Bug: http://bugs.sun.com/view_bug.do?bug_id=6550588
Webrev: http://cr.openjdk.java.net/~alitvinov/6550588/webrev.00
The bug consists in inability to open a file with Windows UNC pathname
by means of "java.awt.Desktop.open" method. The solution adds code to
"sun.awt.windows.WDesktopPeer" class which modifies URI received as a
result of a call to "java.io.File.toURI" method to make it satisfy the
requirements of Windows API concerning a number of consecutive '/'
characters following a scheme part of URI. Also regression tests related
to "java.awt.Desktop" were run on Windows XP and Windows 7, no negative
changes were detected.
A comment with the latest information about the analysis of this issue
was added to the bug's page, but it is not available at
"http://bugs.sun.com"; yet, because of the time required for
synchronization. Therefore it is provided below.
The comment:
During analysis of this bug the following facts were defined:
1. URI strings constructed from Windows UNC pathnames like former
mentioned "\\host\path\to\f i l e.txt" can still be handled by
"ShellExecute()" Windows Shell function, if the URI string is not
encoded. Presence of space characters in the URI string does not
make the function fail, for example "file:////host/path/to/f i l
e.txt" can be successfully processed by "ShellExecute()" function.
2. Windows API is designed to handle URI strings with "file"
protocol scheme correctly, when the strings have certain number of
'/' characters after the scheme name:
- 2 slashes for URI converted from a Windows UNC pathname. For
example, "\\host\path\to\f i l e.txt" corresponds to the URI
"file://host/path/to/f%20i%20l%20e.txt".
- 3 slashes for URI converted from a local Windows file path.

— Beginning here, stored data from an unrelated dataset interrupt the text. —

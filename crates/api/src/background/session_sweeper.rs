//! Periodic removal of abandoned authoring sessions.

use std::sync::Arc;
use std::time::Duration;

use tokio_util::sync::CancellationToken;

use crate::sessions::SessionRegistry;

/// How often idle sessions are looked for.
const SWEEP_INTERVAL: Duration = Duration::from_secs(60);

/// Drop sessions idle longer than `idle_timeout` until `cancel` is triggered.
pub async fn run(registry: Arc<SessionRegistry>, idle_timeout: Duration, cancel: CancellationToken) {
    tracing::info!(
        idle_timeout_secs = idle_timeout.as_secs(),
        interval_secs = SWEEP_INTERVAL.as_secs(),
        "Session sweeper started"
    );

    let mut interval = tokio::time::interval(SWEEP_INTERVAL);

    loop {
        tokio::select! {
            _ = cancel.cancelled() => {
                tracing::info!("Session sweeper stopping");
                break;
            }
            _ = interval.tick() => {
                let dropped = registry.sweep_idle(idle_timeout).await;
                if dropped > 0 {
                    tracing::info!(dropped, "Dropped idle sessions");
                } else {
                    tracing::debug!("No idle sessions to drop");
                }
            }
        }
    }
}
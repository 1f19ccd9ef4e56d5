//! HTTP implementations of the authoring collaborators: relational store,
//! object storage, location search and tempo detection.

pub mod bpm;
pub mod client;
pub mod config;
pub mod error;
pub mod geocoder;
pub mod storage;
pub mod store;

pub use bpm::RestBpmDetector;
pub use client::RestClient;
pub use config::RemoteConfig;
pub use error::RemoteError;
pub use geocoder::RestGeocoder;
pub use storage::RestObjectStorage;
pub use store::RestSubmissionStore;

/// The adapters built from one [`RemoteConfig`], sharing one HTTP
/// connection pool.
pub struct RemoteCollaborators {
    pub store: RestSubmissionStore,
    pub storage: RestObjectStorage,
    pub geocoder: RestGeocoder,
    /// Present when `bpm_detector_url` is configured.
    pub bpm_detector: Option<RestBpmDetector>,
}

impl RemoteCollaborators {
    pub fn from_config(config: &RemoteConfig) -> Result<Self, RemoteError> {
        let http = config.http_client()?;
        Ok(Self {
            store: RestSubmissionStore::new(RestClient::new(
                http.clone(),
                &config.store_url,
                config.api_key.clone(),
            )),
            storage: RestObjectStorage::new(
                RestClient::new(http.clone(), &config.storage_url, config.api_key.clone()),
                config.clone(),
            ),
            geocoder: RestGeocoder::new(RestClient::new(http.clone(), &config.geocoder_url, None)),
            bpm_detector: config
                .bpm_detector_url
                .as_deref()
                .map(|url| RestBpmDetector::new(RestClient::new(http, url, None))),
        })
    }
}
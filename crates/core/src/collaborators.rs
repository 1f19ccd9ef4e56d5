//! Interfaces of the external collaborators the authoring flow consumes.
//!
//! Implementations live outside this crate (see `tunedrop-remote`), except
//! for [`CanonicalWalletResolver`], which only normalizes an address string.

use std::sync::LazyLock;

use async_trait::async_trait;
use regex::Regex;
use serde::{Deserialize, Serialize};

use crate::bundle::PersistedBundleItem;
use crate::error::{CoreError, PersistenceError, UploadError};
use crate::form::{PersistedTrack, SubmissionPayload};
use crate::types::{Coordinates, FileHandle, RecordId, WalletAddress};

/// Minimum detector confidence for a detected BPM to be applied.
pub const MIN_BPM_CONFIDENCE: f64 = 0.5;

/// One autocomplete suggestion.
#[derive(Debug, Clone, PartialEq, Serialize, Deserialize)]
pub struct LocationSuggestion {
    pub name: String,
    pub lat: f64,
    pub lng: f64,
}

/// Output of a BPM detector.
#[derive(Debug, Clone, Copy, PartialEq, Serialize, Deserialize)]
pub struct BpmDetection {
    pub bpm: u32,
    pub confidence: f64,
}

/// Resolves an authenticated identity to its canonical wallet address.
#[async_trait]
pub trait IdentityResolver: Send + Sync {
    async fn resolve(&self, raw: &str) -> Result<WalletAddress, CoreError>;
}

/// Remote object storage for media bytes.
#[async_trait]
pub trait ObjectStorage: Send + Sync {
    /// Store `data` and return its public URL.
    async fn upload(
        &self,
        bucket: &str,
        file: &FileHandle,
        data: Vec<u8>,
    ) -> Result<String, UploadError>;
}

/// The relational store holding submitted tracks.
#[async_trait]
pub trait SubmissionStore: Send + Sync {
    /// Insert or replace a track in one logical write.
    async fn upsert(&self, payload: &SubmissionPayload) -> Result<RecordId, PersistenceError>;

    async fn load(&self, id: RecordId) -> Result<PersistedTrack, PersistenceError>;

    /// Child items of a bundle, in any order.
    async fn load_bundle_items(
        &self,
        parent_id: RecordId,
    ) -> Result<Vec<PersistedBundleItem>, PersistenceError>;
}

/// Ranked place suggestions for partial text.
#[async_trait]
pub trait LocationAutocomplete: Send + Sync {
    async fn suggest(&self, text: &str) -> Result<Vec<LocationSuggestion>, CoreError>;
}

/// Resolves free text to coordinates; `Ok(None)` when nothing matched.
#[async_trait]
pub trait Geocoder: Send + Sync {
    async fn geocode(&self, text: &str) -> Result<Option<Coordinates>, CoreError>;
}

/// Tempo detection on an audio file; `Ok(None)` when not detected.
#[async_trait]
pub trait BpmDetector: Send + Sync {
    async fn detect(&self, file: &FileHandle, data: &[u8]) -> Result<Option<BpmDetection>, CoreError>;
}

// ---------------------------------------------------------------------------
// Canonical wallet resolver
// ---------------------------------------------------------------------------

static WALLET_RE: LazyLock<Regex> =
    LazyLock::new(|| Regex::new(r"^0x[0-9a-f]{1,64}$").expect("valid regex"));

/// Normalize a raw wallet string: trim, lower-case, require `0x` hex.
pub fn canonical_wallet(raw: &str) -> Result<WalletAddress, CoreError> {
    let lowered = raw.trim().to_ascii_lowercase();
    if !WALLET_RE.is_match(&lowered) {
        return Err(CoreError::Unauthorized(format!(
            "'{}' is not a valid wallet address",
            raw.trim()
        )));
    }
    Ok(WalletAddress::new_unchecked(lowered))
}

/// [`IdentityResolver`] that only canonicalizes the address syntax.
#[derive(Debug, Clone, Copy, Default)]
pub struct CanonicalWalletResolver;

#[async_trait]
impl IdentityResolver for CanonicalWalletResolver {
    async fn resolve(&self, raw: &str) -> Result<WalletAddress, CoreError> {
        canonical_wallet(raw)
    }
}

#[cfg(test)]
mod tests {
    use assert_matches::assert_matches;

    use super::*;

    #[test]
    fn wallets_are_lowercased() {
        let addr = canonical_wallet("  0xABCdef01  ").unwrap();
        assert_eq!(addr.as_str(), "0xabcdef01");
    }

    #[test]
    fn malformed_wallets_are_unauthorized() {
        assert_matches!(canonical_wallet(""), Err(CoreError::Unauthorized(_)));
        assert_matches!(canonical_wallet("abc"), Err(CoreError::Unauthorized(_)));
        assert_matches!(canonical_wallet("0xZZ"), Err(CoreError::Unauthorized(_)));
    }

    #[tokio::test]
    async fn resolver_delegates_to_canonical_form() {
        let addr = CanonicalWalletResolver.resolve("0xFF").await.unwrap();
        assert_eq!(addr.as_str(), "0xff");
    }
}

For example, "C:\Temp Dir\f i l e.txt" corresponds to the URI
"file:///C:/Temp%20Dir/f%20i%20l%20e.txt".
This fact is described in the article at the following URL
(http://blogs.msdn.com/b/ie/archive/2006/12/06/file-uris-in-windows.aspx).
3. Current implementation of the class "java.io.File" converts
abstract file names to URI in the following way:
- "C:\Temp\File.txt" -> "file:/C:/Temp/File.txt".
- "\\host\SharedFolder\Temp\File.txt" ->
"file:////host/SharedFolder/Temp/File.txt".
Since "java.io.File" is cross-platform and stable, perhaps,
additional modification of the URI string to the format expected by
Windows API can be implemented in Windows specific part of
"java.awt.Desktop" class.
Thank you,
Anton